D’un point de vue pratique, ce qui précède n’est pas sans conséquence sur la sélection des candidats pour ces missions. Nous avions relevé (Dupont & Tanner, 2009) qu’un principe guidant l’envoi de policiers canadiens consiste à déployer les meilleurs, qui souvent possèdent une spécialisation poussée (enquêtes criminelles, experts en scènes de crime, etc.). Compte tenu du manque de ressources caractérisant le terrain, nous pourrions formuler l’hypothèse que cette politique, tout à fait louable dans l’absolu, est contre-productive dans les faits, dans la mesure où elle exacerbe la frustration du policier qui, en plus de manquer cruellement de moyens pour exercer et former ses collègues locaux, risque également d’être assigné à un poste (de manière aléatoire et en vertu de la distribution des nations et des rangs dans l’assignation des UNPOL) qui ne corresponde en rien à ses capacités et aspirations. La métaphore de la médecine est souvent employée pour mettre en lumière des situations vécues par la police : envoyer des policiers spécialisés sans qu’ils n’aient les moyens d’exercer leur talent revient à déployer des chirurgiens spécialisés pour effectuer une médecine de guerre. Au même titre que l’on parle de médecins généralistes, il serait intéressant pour poursuivre cette recherche d’établir une série de profils types du UNPOL qui permettrait aux pays contributeurs, du moins le Canada en ce qui concerne cette étude, d’avoir une meilleure idée de ce qui est attendu des policiers sur le terrain et ainsi d’affiner le processus de sélection.
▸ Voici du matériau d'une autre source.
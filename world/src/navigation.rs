//! One-step reachability used by the session after every move.

use std::collections::BTreeSet;

use trailgrid_core::{GridLayout, NodeIndex};

/// Candidate nodes one step away from `current`, before any map filtering.
///
/// The candidates are the horizontal neighbours of `current`, the nodes
/// directly above and below it, and the horizontal neighbours of those two.
/// Horizontal neighbours are clipped to the row of their anchor so a step
/// never wraps around a grid edge. The vertical nodes themselves are kept even
/// when they lie outside the grid; callers filter against their node sets.
pub(crate) fn neighbours(layout: &GridLayout, current: NodeIndex) -> Vec<NodeIndex> {
    let n = current.get();
    let mut candidates = Vec::with_capacity(8);
    candidates.extend(same_row(layout, current));

    for vertical in [n.checked_sub(layout.columns()), n.checked_add(layout.columns())]
        .into_iter()
        .flatten()
    {
        let anchor = NodeIndex::new(vertical);
        candidates.push(anchor);
        candidates.extend(same_row(layout, anchor));
    }
    candidates
}

/// Path nodes reachable in one step from `current`.
pub(crate) fn walkable(
    layout: &GridLayout,
    paths: &BTreeSet<NodeIndex>,
    current: NodeIndex,
) -> BTreeSet<NodeIndex> {
    neighbours(layout, current)
        .into_iter()
        .filter(|node| paths.contains(node))
        .collect()
}

fn same_row(layout: &GridLayout, anchor: NodeIndex) -> impl Iterator<Item = NodeIndex> {
    let span = layout.row_span(anchor);
    let n = anchor.get();
    [n.checked_sub(1), n.checked_add(1)]
        .into_iter()
        .flatten()
        .map(NodeIndex::new)
        .filter(move |node| span.is_some_and(|(start, end)| *node >= start && *node <= end))
}
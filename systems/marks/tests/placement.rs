use std::collections::BTreeSet;

use trailgrid_core::{Marker, MarkerKind, NodeIndex};
use trailgrid_system_marks::{place_markers, SeededRandom};

const START: NodeIndex = NodeIndex::new(1);

fn exits() -> Vec<NodeIndex> {
    vec![NodeIndex::new(100)]
}

/// 10x10 grid with a wall down column 5 that leaves the top and bottom rows open.
fn walled_paths() -> Vec<NodeIndex> {
    (1..=100)
        .filter(|n| *n != 100)
        .filter(|n| {
            let row = (n - 1) / 10 + 1;
            let column = (n - 1) % 10 + 1;
            !(column == 5 && (2..=9).contains(&row))
        })
        .map(NodeIndex::new)
        .collect()
}

fn place(seed: u64) -> Vec<Marker> {
    let mut rng = SeededRandom::new(seed);
    place_markers(&mut rng, &walled_paths(), START, &exits())
}

fn marker(node: u32, kind: MarkerKind) -> Marker {
    Marker::new(NodeIndex::new(node), kind)
}

#[test]
fn known_sequence_for_seed_42() {
    let mut rng = SeededRandom::new(42);
    let drawn: Vec<f64> = (0..5).map(|_| rng.next_f64()).collect();
    assert_eq!(
        drawn,
        vec![
            0.000_227_178_214_322_849_07,
            0.221_525_488_330_147_07,
            0.955_057_134_491_122_8,
            0.278_559_444_170_542_5,
            0.829_817_983_663_069_2,
        ]
    );
}

#[test]
fn different_seeds_diverge() {
    let mut first = SeededRandom::new(42);
    let mut second = SeededRandom::new(43);
    let first: Vec<f64> = (0..10).map(|_| first.next_f64()).collect();
    let second: Vec<f64> = (0..10).map(|_| second.next_f64()).collect();
    assert_ne!(first, second);
}

#[test]
fn placement_matches_reference_for_large_seed() {
    let markers = place(123_456_789);
    assert_eq!(markers.len(), 51);
    assert_eq!(
        markers
            .iter()
            .filter(|marker| marker.kind == MarkerKind::Reward)
            .count(),
        35
    );
    assert_eq!(
        &markers[..4],
        &[
            marker(74, MarkerKind::Reward),
            marker(86, MarkerKind::Reward),
            marker(43, MarkerKind::Reward),
            marker(57, MarkerKind::Penalty),
        ]
    );
}

#[test]
fn placement_matches_reference_for_seed_1() {
    let markers = place(1);
    assert_eq!(markers.len(), 20);
    assert_eq!(
        &markers[..3],
        &[
            marker(26, MarkerKind::Penalty),
            marker(93, MarkerKind::Reward),
            marker(24, MarkerKind::Reward),
        ]
    );
}

#[test]
fn placement_is_repeatable() {
    assert_eq!(place(987_654_321), place(987_654_321));
    assert_ne!(place(987_654_321), place(2024));
}

#[test]
fn markers_avoid_start_exits_and_duplicates() {
    for seed in [1, 42, 2024, 123_456_789, 987_654_321] {
        let markers = place(seed);
        let nodes: BTreeSet<NodeIndex> = markers.iter().map(|marker| marker.node).collect();
        assert_eq!(nodes.len(), markers.len(), "duplicate marker for seed {seed}");
        assert!(!nodes.contains(&START));
        assert!(!nodes.contains(&NodeIndex::new(100)));
        assert!(nodes.iter().all(|node| walled_paths().contains(node)));
        assert!((20..60).contains(&markers.len()));
    }
}

#[test]
fn count_is_capped_by_eligible_nodes() {
    let paths: Vec<NodeIndex> = [2, 3, 4, 5].into_iter().map(NodeIndex::new).collect();
    let mut rng = SeededRandom::new(7);
    let markers = place_markers(&mut rng, &paths, NodeIndex::new(2), &[NodeIndex::new(9)]);
    assert_eq!(
        markers,
        vec![
            marker(5, MarkerKind::Penalty),
            marker(3, MarkerKind::Reward),
            marker(4, MarkerKind::Reward),
        ]
    );
}
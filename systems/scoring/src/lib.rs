#![deny(
    unsafe_code,
    missing_docs,
    dead_code,
    unused_results,
    non_snake_case,
    unreachable_pub
)]

//! Score bookkeeping for a single session.

use std::collections::BTreeSet;

use trailgrid_core::{CompletedGame, Marker, MarkerKind, NodeIndex};

/// Points granted when a reward marker is consumed.
pub const REWARD_POINTS: i64 = 100;
/// Points granted (negative) when a penalty marker is consumed.
pub const PENALTY_POINTS: i64 = -50;
/// Points charged for every player-initiated move.
pub const MOVE_POINTS: i64 = -10;

/// Running score, counters, and the set of consumed markers.
#[derive(Clone, Debug, PartialEq, Eq)]
pub struct ScoreTracker {
    starting_score: i64,
    score: i64,
    moves: u32,
    rewards: u32,
    penalties: u32,
    reached: BTreeSet<NodeIndex>,
}

impl ScoreTracker {
    /// Creates a tracker whose score begins at `starting_score`.
    #[must_use]
    pub fn new(starting_score: i64) -> Self {
        Self {
            starting_score,
            score: starting_score,
            moves: 0,
            rewards: 0,
            penalties: 0,
            reached: BTreeSet::new(),
        }
    }

    /// Charges the cost of a player-initiated move.
    pub fn charge_move(&mut self) {
        self.score += MOVE_POINTS;
        self.moves = self.moves.saturating_add(1);
    }

    /// Consumes the marker unless it was consumed before.
    ///
    /// Returns `true` when the marker affected the score.
    pub fn consume(&mut self, marker: Marker) -> bool {
        if !self.reached.insert(marker.node) {
            return false;
        }

        match marker.kind {
            MarkerKind::Reward => {
                self.score += REWARD_POINTS;
                self.rewards = self.rewards.saturating_add(1);
            }
            MarkerKind::Penalty => {
                self.score += PENALTY_POINTS;
                self.penalties = self.penalties.saturating_add(1);
            }
        }
        true
    }

    /// Whether a marker on `node` has already been consumed.
    #[must_use]
    pub fn has_reached(&self, node: NodeIndex) -> bool {
        self.reached.contains(&node)
    }

    /// Nodes whose markers were consumed, in ascending order.
    pub fn reached(&self) -> impl Iterator<Item = NodeIndex> + '_ {
        self.reached.iter().copied()
    }

    /// Score the session started with.
    #[must_use]
    pub const fn starting_score(&self) -> i64 {
        self.starting_score
    }

    /// Running score.
    #[must_use]
    pub const fn score(&self) -> i64 {
        self.score
    }

    /// Player-initiated moves so far.
    #[must_use]
    pub const fn moves(&self) -> u32 {
        self.moves
    }

    /// Reward markers consumed so far.
    #[must_use]
    pub const fn rewards(&self) -> u32 {
        self.rewards
    }

    /// Penalty markers consumed so far.
    #[must_use]
    pub const fn penalties(&self) -> u32 {
        self.penalties
    }

    /// Freezes the counters into a completed-game snapshot.
    #[must_use]
    pub const fn complete(&self, seed: u64) -> CompletedGame {
        CompletedGame {
            starting_score: self.starting_score,
            score: self.score,
            rewards: self.rewards,
            penalties: self.penalties,
            moves: self.moves,
            seed,
        }
    }
}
Bref, il s’agirait de dresser un ensemble de compétences requises pour un policier « généraliste ».

Enfin, et comme le relevait Duclos (2012), quelle que soit la nature du mandat, sa mise en application repose largement sur la prise en compte des interactions et dynamiques locales entre les acteurs du renforcement des capacités. Si elle a su montrer à quel point les préjugés des UNPOL et des populations locales les uns envers les autres exercent un rôle déterminant dans le renforcement des capacités, la présente étude montre le degré auquel les rapports de force entre protagonistes locaux déterminent tout autant la mission et la mise en place du mandat. Ces rapports révèlent aussi l’importance de la confiance que doivent bâtir les UNPOL avec les acteurs locaux, à la fois vitale pour assurer leur propre sécurité, mais aussi pour remplir leur mandat. Tel qu’il ressort des propos des policiers rencontrés, et en accord avec un constat émis par Goldsmith et Harris (2012), cette confiance est déterminante puisqu’une fois établie, elle permet aux UNPOL de bénéficier des savoirs policiers indigènes et de développer une lecture de l’environnement plus nuancée. D’un point de vue pratique, il devient important pour les UNPOL de réduire les coûts de transaction avec les acteurs locaux et de rapidement parvenir à bâtir des liens solides. D’autres recherches l’ont montré, ceci implique la nécessité de développer des expériences initiales positives avec les acteurs locaux (Skogan, 2006), comme semblent l’avoir intégré les policiers rencontrés dans la présente étude.